Two surface colours: paper (#FFFFFF) and ink (#1C1B17). No greys. Plus a five-colour extended palette for diagrams — two cool registers (navy, ocean, teal) and two warm (sand, dusk). Never use all five at once. The brand lives in structure and type, not colour variety.

Palette

#FFFFFF

rgb(255, 255, 255)

paper

--color-xco-paper

Default page background. Never pure white.

#1C1B17

rgb(28, 27, 23)

ink

--color-xco-ink

Body text, structural lines. Never #000.

#1C1B17

rgb(28, 27, 23)

ink-muted

--color-xco-ink-muted

Alias for ink. No greys in the system.

#000064

rgb(0, 0, 100)

navy

--color-xco-navy

Blueprint dark ground. Deep structural register.

#005096

rgb(0, 80, 150)

ocean

--color-xco-ocean

Structural blue — nav accent, systemic diagram elements.

#0082aa

rgb(0, 130, 170)

teal

--color-xco-teal

Open register — frontier, coastal, lighter blue.

#ffa064

rgb(255, 160, 100)

sand

--color-xco-sand

Warm field register — terrestrial, amber light.

#ff5a00

rgb(255, 90, 0)

dusk

--color-xco-dusk

Warm convergence — orange-ember, the meeting point.

The 5% Rule — Dusk

Dusk is the one earned warm accent. It should never exceed ~5% of any surface. When it does, it stops signalling emphasis and starts signalling anxiety.

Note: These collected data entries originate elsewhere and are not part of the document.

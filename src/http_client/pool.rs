//! A reusable, thread-safe pool of retrying HTTP clients.
//!
//! The Slack, Teams and SMS channels each carry their own retry policy. The
//! pool builds one client per distinct policy and hands the same client to
//! every channel that asks with an equal policy.

use std::{collections::HashMap, sync::Arc};

use reqwest_middleware::ClientWithMiddleware;
use thiserror::Error;
use tokio::sync::RwLock;

use super::client::{HttpTimeouts, build_base_client, create_retryable_http_client};
use crate::config::HttpRetryConfig;

/// Errors that can occur within the `HttpClientPool`.
#[derive(Debug, Error)]
pub enum HttpClientPoolError {
    /// An error occurred while building the underlying `reqwest::Client`.
    #[error("Failed to create HTTP client: {0}")]
    HttpClientBuildError(String),
}

/// A pool for managing and reusing HTTP clients across notification channels.
///
/// Clients are keyed by their [`HttpRetryConfig`], so channels with equal
/// retry policies share one client and its connection pool, while different
/// retry strategies get isolated clients. Every client is built with the
/// pool's [`HttpTimeouts`].
pub struct HttpClientPool {
    timeouts: HttpTimeouts,
    clients: RwLock<HashMap<HttpRetryConfig, Arc<ClientWithMiddleware>>>,
}

impl HttpClientPool {
    /// Creates an empty pool with default timeouts.
    pub fn new() -> Self {
        Self::with_timeouts(HttpTimeouts::default())
    }

    /// Creates an empty pool whose clients use `timeouts`.
    ///
    /// # Arguments
    /// * `timeouts` - Connect and request timeouts applied to every client the
    ///   pool builds.
    pub fn with_timeouts(timeouts: HttpTimeouts) -> Self {
        Self { timeouts, clients: RwLock::new(HashMap::new()) }
    }

    /// Gets the client for `retry_policy`, or builds one if none exists yet.
    ///
    /// Only one client per distinct policy is ever built. Lookups take the read
    /// lock; a miss takes the write lock and checks again before building.
    ///
    /// # Arguments
    /// * `retry_policy` - Retry policy of the calling channel. Used as the key
    ///   of the client in the pool.
    ///
    /// # Returns
    /// * `Result<Arc<ClientWithMiddleware>, HttpClientPoolError>` - The shared
    ///   client, or an error if the underlying `reqwest::Client` cannot be built.
    pub async fn get_or_create(
        &self,
        retry_policy: &HttpRetryConfig,
    ) -> Result<Arc<ClientWithMiddleware>, HttpClientPoolError> {
        if let Some(client) = self.clients.read().await.get(retry_policy) {
            return Ok(client.clone());
        }

        let mut clients = self.clients.write().await;
        // Another task may have won the race for the write lock.
        if let Some(client) = clients.get(retry_policy) {
            return Ok(client.clone());
        }

        let base_client = build_base_client(self.timeouts)
            .map_err(|e| HttpClientPoolError::HttpClientBuildError(e.to_string()))?;
        let client = Arc::new(create_retryable_http_client(retry_policy, base_client));
        clients.insert(retry_policy.clone(), client.clone());
        tracing::debug!(max_retries = retry_policy.max_retries, "Created HTTP client.");

        Ok(client)
    }

    /// Number of distinct clients built so far.
    pub async fn len(&self) -> usize {
        self.clients.read().await.len()
    }

    /// Whether no client has been built yet.
    pub async fn is_empty(&self) -> bool {
        self.clients.read().await.is_empty()
    }
}

impl Default for HttpClientPool {
    fn default() -> Self {
        Self::new()
    }
}

#[cfg(test)]
mod tests {
    use super::*;

    #[tokio::test]
    async fn test_same_policy_shares_a_client() {
        let pool = HttpClientPool::new();
        assert!(pool.is_empty().await);

        let first = pool.get_or_create(&HttpRetryConfig::default()).await.unwrap();
        let second = pool.get_or_create(&HttpRetryConfig::default()).await.unwrap();

        assert!(Arc::ptr_eq(&first, &second));
        assert_eq!(pool.len().await, 1);
    }

    #[tokio::test]
    async fn test_distinct_policies_get_distinct_clients() {
        let pool = HttpClientPool::new();
        let patient = HttpRetryConfig { max_retries: 5, ..Default::default() };

        let first = pool.get_or_create(&HttpRetryConfig::default()).await.unwrap();
        let second = pool.get_or_create(&patient).await.unwrap();

        assert!(!Arc::ptr_eq(&first, &second));
        assert_eq!(pool.len().await, 2);
    }

    #[tokio::test]
    async fn test_concurrent_requests_build_one_client() {
        let pool = Arc::new(HttpClientPool::new());
        let tasks = (0..10).map(|_| {
            let pool = Arc::clone(&pool);
            tokio::spawn(async move { pool.get_or_create(&HttpRetryConfig::default()).await })
        });

        for result in futures::future::join_all(tasks).await {
            assert!(result.unwrap().is_ok());
        }
        assert_eq!(pool.len().await, 1);
    }
}
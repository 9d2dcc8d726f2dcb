//! Channel fakes that record what they were asked to deliver.

use std::sync::{
    Arc, Mutex,
    atomic::{AtomicBool, Ordering},
};

use async_trait::async_trait;

use crate::{
    channels::{CaptureReport, ChannelError, ChannelSender, ErrorTracker},
    models::{AlertEvent, AlertPolicy},
};

/// A [`ChannelSender`] that records every event it receives.
#[derive(Clone, Default)]
pub struct RecordingChannel {
    sent: Arc<Mutex<Vec<AlertEvent>>>,
    failing: Arc<AtomicBool>,
    yielding: Arc<AtomicBool>,
}

impl RecordingChannel {
    /// Creates a channel that succeeds.
    pub fn new() -> Self {
        Self::default()
    }

    /// Creates a channel whose deliveries fail after being recorded.
    pub fn failing() -> Self {
        let channel = Self::default();
        channel.failing.store(true, Ordering::SeqCst);
        channel
    }

    /// Makes every delivery suspend before it is recorded, so concurrent
    /// sends interleave. Shared by all clones.
    pub fn set_yielding(&self, yielding: bool) {
        self.yielding.store(yielding, Ordering::SeqCst);
    }

    /// Events delivered so far.
    pub fn sent(&self) -> Vec<AlertEvent> {
        self.sent.lock().unwrap().clone()
    }

    /// Number of deliveries attempted.
    pub fn call_count(&self) -> usize {
        self.sent.lock().unwrap().len()
    }
}

#[async_trait]
impl ChannelSender for RecordingChannel {
    async fn send(&self, event: &AlertEvent, _policy: &AlertPolicy) -> Result<(), ChannelError> {
        if self.yielding.load(Ordering::SeqCst) {
            for _ in 0..3 {
                tokio::task::yield_now().await;
            }
        }
        self.sent.lock().unwrap().push(event.clone());
        if self.failing.load(Ordering::SeqCst) {
            return Err(ChannelError::NotifyFailed("recording channel set to fail".into()));
        }
        Ok(())
    }
}

/// An [`ErrorTracker`] that keeps every report.
#[derive(Clone, Default)]
pub struct RecordingTracker {
    reports: Arc<Mutex<Vec<CaptureReport>>>,
}

impl RecordingTracker {
    /// Creates an empty tracker.
    pub fn new() -> Self {
        Self::default()
    }

    /// Reports captured so far.
    pub fn reports(&self) -> Vec<CaptureReport> {
        self.reports.lock().unwrap().clone()
    }

    /// Captured cooldown suppression signals.
    pub fn suppressions(&self) -> Vec<CaptureReport> {
        self.reports().into_iter().filter(CaptureReport::is_suppression).collect()
    }
}

impl ErrorTracker for RecordingTracker {
    fn capture(&self, report: CaptureReport) {
        self.reports.lock().unwrap().push(report);
    }
}
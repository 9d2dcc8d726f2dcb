//! Bounded, expiring per-group log of fired alerts.

use std::sync::Arc;

use crate::{
    clock::Clock,
    config::HistoryConfig,
    models::AlertEvent,
    persistence::{error::PersistenceError, traits::KeyValueStore},
};

/// Namespace of history lists in the key-value store.
pub const HISTORY_KEY_PREFIX: &str = "alert_history:";

/// Records fired alerts, newest first. Never fails outward.
pub struct HistoryRecorder {
    store: Arc<dyn KeyValueStore>,
    config: HistoryConfig,
    clock: Arc<dyn Clock>,
}

impl HistoryRecorder {
    /// Creates a recorder bounded by `config`.
    pub fn new(store: Arc<dyn KeyValueStore>, config: HistoryConfig, clock: Arc<dyn Clock>) -> Self {
        Self { store, config, clock }
    }

    /// The store key holding the history of `group`.
    pub fn storage_key(group: &str) -> String {
        format!("{HISTORY_KEY_PREFIX}{group}")
    }

    /// Appends `event`, with its timestamp resolved, to the history of `group`.
    pub async fn append(&self, group: &str, event: &AlertEvent) {
        if let Err(e) = self.try_append(group, event).await {
            tracing::error!(
                group,
                identifier = %event.identifier,
                error = %e,
                "Failed to record alert history."
            );
        }
    }

    async fn try_append(&self, group: &str, event: &AlertEvent) -> Result<(), PersistenceError> {
        let entry = serde_json::to_string(&event.resolved(self.clock.now()))
            .map_err(|e| PersistenceError::SerializationError(e.to_string()))?;
        let key = Self::storage_key(group);
        let max_index = self.config.max_entries.saturating_sub(1) as i64;

        self.store.push_front(&key, &entry).await?;
        self.store.trim(&key, 0, max_index).await?;
        self.store.expire(&key, self.config.retention).await?;
        Ok(())
    }

    /// Returns up to `limit` entries for `group`, newest first. Empty on
    /// failure; entries that no longer parse are skipped.
    pub async fn list(&self, group: &str, limit: usize) -> Vec<AlertEvent> {
        if limit == 0 {
            return Vec::new();
        }
        let stop = (limit - 1).min(i64::MAX as usize) as i64;
        match self.store.range(&Self::storage_key(group), 0, stop).await {
            Ok(entries) => entries
                .iter()
                .filter_map(|raw| match serde_json::from_str::<AlertEvent>(raw) {
                    Ok(event) => Some(event),
                    Err(e) => {
                        tracing::warn!(group, error = %e, "Skipping unreadable history entry.");
                        None
                    }
                })
                .collect(),
            Err(e) => {
                tracing::error!(group, error = %e, "Failed to read alert history.");
                Vec::new()
            }
        }
    }
}
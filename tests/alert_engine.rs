//! Integration tests for the AlertEngine

use std::{sync::Arc, time::Duration};

use ratewatch::{
    channels::ChannelRegistry,
    clock::Clock,
    engine::{AlertEngine, AlertOutcome},
    models::{AlertEvent, AlertPolicy, CaptureLevel, ChannelKind, Severity},
    persistence::{InMemoryKeyValueStore, traits::KeyValueStore},
    test_helpers::{
        FailingKeyValueStore, ManualClock, PolicyBuilder, RecordingChannel, RecordingTracker,
        StaticPolicyStore, TestEngine, create_test_engine,
    },
};

fn login_slack_policy() -> AlertPolicy {
    PolicyBuilder::new("login")
        .severity(Severity::High)
        .cooldown_ms(300_000)
        .channel(ChannelKind::Slack)
        .build()
}

fn critical_email_sms_policy() -> AlertPolicy {
    PolicyBuilder::new("login")
        .severity(Severity::Critical)
        .cooldown_ms(60_000)
        .channel(ChannelKind::Email)
        .channel(ChannelKind::Sms)
        .build()
}

async fn history_len(ctx: &TestEngine, group: &str) -> usize {
    ctx.kv_store.range(&format!("alert_history:{group}"), 0, -1).await.unwrap().len()
}

#[tokio::test]
async fn test_first_alert_dispatches_sets_cooldown_and_records_history() {
    let ctx = create_test_engine(vec![login_slack_policy()], vec![]);

    let outcome = ctx.engine.send_alert(AlertEvent::new("login", "ip-1", 6)).await;
    ctx.engine.wait_for_background_tasks().await;

    let AlertOutcome::Dispatched(report) = outcome else {
        panic!("expected dispatch, got {outcome:?}");
    };
    assert_eq!(report.delivered, vec![ChannelKind::Slack]);
    assert_eq!(ctx.slack.call_count(), 1);
    assert_eq!(ctx.kv_store.ttl("alert_cooldown:login:ip-1"), Some(Duration::from_millis(300_000)));

    let history = ctx.engine.get_alert_history("login", 50).await;
    assert_eq!(history.len(), 1);
    assert_eq!(history[0].identifier, "ip-1");
    assert_eq!(history[0].timestamp, Some(ctx.clock.now().timestamp_millis()));
}

#[tokio::test]
async fn test_repeat_within_cooldown_is_suppressed() {
    let ctx = create_test_engine(vec![login_slack_policy()], vec![]);

    ctx.engine.send_alert(AlertEvent::new("login", "ip-1", 6)).await;
    ctx.clock.advance(Duration::from_millis(500));

    let outcome = ctx.engine.send_alert(AlertEvent::new("login", "ip-1", 7)).await;

    assert_eq!(outcome, AlertOutcome::Suppressed { reported: false });
    assert_eq!(ctx.slack.call_count(), 1);
    assert_eq!(history_len(&ctx, "login").await, 1);
    assert!(ctx.tracker.reports().is_empty());
}

#[tokio::test]
async fn test_cooldown_is_scoped_per_identifier_and_expires() {
    let ctx = create_test_engine(vec![login_slack_policy()], vec![]);

    ctx.engine.send_alert(AlertEvent::new("login", "ip-1", 6)).await;
    ctx.engine.send_alert(AlertEvent::new("login", "ip-2", 6)).await;
    ctx.engine.wait_for_background_tasks().await;
    assert_eq!(ctx.slack.call_count(), 2);

    ctx.clock.advance(Duration::from_secs(301));
    let outcome = ctx.engine.send_alert(AlertEvent::new("login", "ip-1", 6)).await;
    assert!(matches!(outcome, AlertOutcome::Dispatched(_)));
    assert_eq!(ctx.slack.call_count(), 3);
}

#[tokio::test]
async fn test_unknown_group_without_default_does_nothing() {
    let ctx = create_test_engine(vec![login_slack_policy()], vec![]);

    let outcome = ctx.engine.send_alert(AlertEvent::new("unknown-group", "ip-1", 6)).await;
    ctx.engine.wait_for_background_tasks().await;

    assert_eq!(outcome, AlertOutcome::NoPolicy);
    assert_eq!(ctx.slack.call_count(), 0);
    assert_eq!(history_len(&ctx, "unknown-group").await, 0);
    assert!(!ctx.kv_store.contains_key("alert_cooldown:unknown-group:ip-1"));
}

#[tokio::test]
async fn test_critical_suppression_is_reported_once_to_tracker() {
    let ctx = create_test_engine(vec![critical_email_sms_policy()], vec![]);

    ctx.engine.send_alert(AlertEvent::new("login", "ip-1", 6)).await;
    assert_eq!(ctx.email.call_count(), 1);
    assert_eq!(ctx.sms.call_count(), 1);

    let outcome = ctx.engine.send_alert(AlertEvent::new("login", "ip-1", 9)).await;

    assert_eq!(outcome, AlertOutcome::Suppressed { reported: true });
    assert_eq!(ctx.email.call_count(), 1);
    assert_eq!(ctx.sms.call_count(), 1);

    let suppressions = ctx.tracker.suppressions();
    assert_eq!(suppressions.len(), 1);
    assert_eq!(suppressions[0].tags["reason"], "cooldown");
    assert_eq!(suppressions[0].level, CaptureLevel::Info);
    assert_eq!(ctx.tracker.reports().len(), 1);
}

#[tokio::test]
async fn test_disabled_default_policy_sets_no_cooldown() {
    let disabled = PolicyBuilder::new("signup").channel(ChannelKind::Slack).disabled().build();
    let ctx = create_test_engine(vec![], vec![disabled]);

    let outcome = ctx.engine.send_alert(AlertEvent::new("signup", "ip-1", 6)).await;
    ctx.engine.wait_for_background_tasks().await;

    assert_eq!(outcome, AlertOutcome::Disabled);
    assert_eq!(ctx.slack.call_count(), 0);
    assert!(!ctx.kv_store.contains_key("alert_cooldown:signup:ip-1"));
}

#[tokio::test]
async fn test_repeated_calls_dispatch_exactly_once() {
    let ctx = create_test_engine(vec![login_slack_policy()], vec![]);

    for count in 6..12 {
        ctx.engine.send_alert(AlertEvent::new("login", "ip-1", count)).await;
    }

    assert_eq!(ctx.slack.call_count(), 1);
    assert_eq!(ctx.slack.sent()[0].count, 6);
}

#[tokio::test]
async fn test_back_to_back_calls_see_the_first_cooldown() {
    let ctx = create_test_engine(vec![login_slack_policy()], vec![]);
    ctx.slack.set_yielding(true);

    let first = ctx.engine.send_alert(AlertEvent::new("login", "ip-1", 6)).await;
    assert!(ctx.kv_store.contains_key("alert_cooldown:login:ip-1"));
    let second = ctx.engine.send_alert(AlertEvent::new("login", "ip-1", 7)).await;

    assert!(matches!(first, AlertOutcome::Dispatched(_)));
    assert_eq!(second, AlertOutcome::Suppressed { reported: false });
    assert_eq!(ctx.slack.call_count(), 1);
}

#[tokio::test]
async fn test_burst_of_detached_sends_fires_once() {
    let ctx = create_test_engine(vec![login_slack_policy()], vec![]);
    ctx.slack.set_yielding(true);

    for count in 6..11 {
        ctx.engine.send_alert_detached(AlertEvent::new("login", "ip-1", count));
    }
    ctx.engine.wait_for_background_tasks().await;

    assert_eq!(ctx.slack.call_count(), 1);
    assert_eq!(history_len(&ctx, "login").await, 1);
}

#[tokio::test(flavor = "multi_thread", worker_threads = 4)]
async fn test_concurrent_sends_across_threads_fire_once_per_identifier() {
    let ctx = create_test_engine(vec![login_slack_policy()], vec![]);
    ctx.slack.set_yielding(true);

    for count in 0..20 {
        let identifier = if count % 2 == 0 { "ip-1" } else { "ip-2" };
        ctx.engine.send_alert_detached(AlertEvent::new("login", identifier, count));
    }
    ctx.engine.wait_for_background_tasks().await;

    assert_eq!(ctx.slack.call_count(), 2);
}

#[tokio::test]
async fn test_policy_store_fetched_once_per_ttl() {
    let ctx = create_test_engine(vec![login_slack_policy()], vec![]);
    let cache = ctx.engine.policy_cache();

    for _ in 0..5 {
        assert!(cache.get_policy("login").await.is_some());
        assert!(cache.get_policy("missing").await.is_none());
    }
    assert_eq!(ctx.policy_store.fetch_count(), 1);

    ctx.clock.advance(Duration::from_secs(60));
    cache.get_policy("login").await;
    cache.get_policy("login").await;
    assert_eq!(ctx.policy_store.fetch_count(), 2);
}

#[tokio::test]
async fn test_policy_changes_are_picked_up_after_ttl() {
    let ctx = create_test_engine(vec![login_slack_policy()], vec![]);
    assert!(ctx.engine.policy_cache().get_policy("login").await.is_some());

    ctx.policy_store.set_policies(vec![]);
    assert!(ctx.engine.policy_cache().get_policy("login").await.is_some());

    ctx.clock.advance(Duration::from_secs(61));
    assert!(ctx.engine.policy_cache().get_policy("login").await.is_none());
}

#[tokio::test]
async fn test_unreachable_policy_store_falls_back_to_default() {
    let default = PolicyBuilder::new("login").channel(ChannelKind::Teams).build();
    let ctx = create_test_engine(vec![login_slack_policy()], vec![default]);
    ctx.policy_store.set_failing(true);

    let outcome = ctx.engine.send_alert(AlertEvent::new("login", "ip-1", 6)).await;

    assert!(matches!(outcome, AlertOutcome::Dispatched(_)));
    assert_eq!(ctx.teams.call_count(), 1);
    assert_eq!(ctx.slack.call_count(), 0);
}

#[tokio::test]
async fn test_history_keeps_most_recent_hundred() {
    let policy = PolicyBuilder::new("login").cooldown_ms(60_000).build();
    let ctx = create_test_engine(vec![policy], vec![]);

    for i in 0..150 {
        ctx.engine.send_alert(AlertEvent::new("login", format!("ip-{i}"), 6)).await;
    }
    ctx.engine.wait_for_background_tasks().await;

    let history = ctx.engine.get_alert_history("login", 500).await;
    assert_eq!(history.len(), 100);
    assert_eq!(history[0].identifier, "ip-149");
    assert_eq!(history[99].identifier, "ip-50");
    assert_eq!(ctx.kv_store.ttl("alert_history:login"), Some(Duration::from_secs(604_800)));

    assert_eq!(ctx.engine.get_alert_history("login", 5).await.len(), 5);
}

#[tokio::test]
async fn test_failing_channel_does_not_affect_others() {
    let clock = ManualClock::default();
    let failing = RecordingChannel::failing();
    let teams = RecordingChannel::new();
    let tracker = RecordingTracker::new();
    let mut registry = ChannelRegistry::new();
    registry
        .register(ChannelKind::Slack, Arc::new(failing.clone()))
        .register(ChannelKind::Teams, Arc::new(teams.clone()))
        .register_tracker(Arc::new(tracker.clone()));

    let policy = PolicyBuilder::new("login")
        .channel(ChannelKind::Slack)
        .channel(ChannelKind::Teams)
        .channel(ChannelKind::Websocket)
        .channel(ChannelKind::from("pager"))
        .build();
    let engine = AlertEngine::builder()
        .policy_store(Arc::new(StaticPolicyStore::new(vec![policy])))
        .kv_store(Arc::new(InMemoryKeyValueStore::new(Arc::new(clock.clone()))))
        .channels(registry)
        .clock(Arc::new(clock))
        .build()
        .unwrap();

    let outcome = engine.send_alert(AlertEvent::new("login", "ip-1", 6)).await;

    let AlertOutcome::Dispatched(report) = outcome else {
        panic!("expected dispatch, got {outcome:?}");
    };
    assert_eq!(report.delivered, vec![ChannelKind::Teams]);
    assert_eq!(report.failed.len(), 1);
    assert_eq!(report.failed[0].0, ChannelKind::Slack);
    assert_eq!(report.skipped.len(), 2);
    assert_eq!(failing.call_count(), 1);
    assert_eq!(teams.call_count(), 1);

    let reports = tracker.reports();
    assert_eq!(reports.len(), 1);
    assert_eq!(reports[0].tags["component"], "alert-service");
    assert_eq!(reports[0].tags["channel"], "slack");
}

#[tokio::test]
async fn test_broken_kv_store_still_delivers() {
    let slack = RecordingChannel::new();
    let mut registry = ChannelRegistry::new();
    registry.register(ChannelKind::Slack, Arc::new(slack.clone()));

    let engine = AlertEngine::builder()
        .policy_store(Arc::new(StaticPolicyStore::new(vec![login_slack_policy()])))
        .kv_store(Arc::new(FailingKeyValueStore))
        .channels(registry)
        .build()
        .unwrap();

    let outcome = engine.send_alert(AlertEvent::new("login", "ip-1", 6)).await;
    engine.wait_for_background_tasks().await;

    assert!(matches!(outcome, AlertOutcome::Dispatched(_)));
    assert_eq!(slack.call_count(), 1);
    assert!(engine.get_alert_history("login", 10).await.is_empty());
}

#[tokio::test]
async fn test_error_tracking_channel_receives_rate_limit_capture() {
    let policy = PolicyBuilder::new("login")
        .severity(Severity::Critical)
        .channel(ChannelKind::Sentry)
        .build();
    let ctx = create_test_engine(vec![policy], vec![]);

    ctx.engine.send_alert(AlertEvent::new("login", "ip-1", 6)).await;

    let reports = ctx.tracker.reports();
    assert_eq!(reports.len(), 1);
    assert_eq!(reports[0].level, CaptureLevel::Fatal);
    assert_eq!(reports[0].tags["event"], "rate_limit_alert");
    assert_eq!(reports[0].tags["routeGroup"], "login");
    assert_eq!(reports[0].extra["identifier"], "ip-1");
}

✓ ~5% — emphasis, not decoration

5% dusk — the active axis on the Frontier dimension

✗ 40% — no longer emphasis, now just noise

too much — dusk becomes wallpaper

Dark Mode

A dark-mode variant exists (paper ↔ ink swap) but is not the primary register. Paper + ink is the default. Dark mode applies to: terminal output, code blocks, embedded media. It is never the hero surface.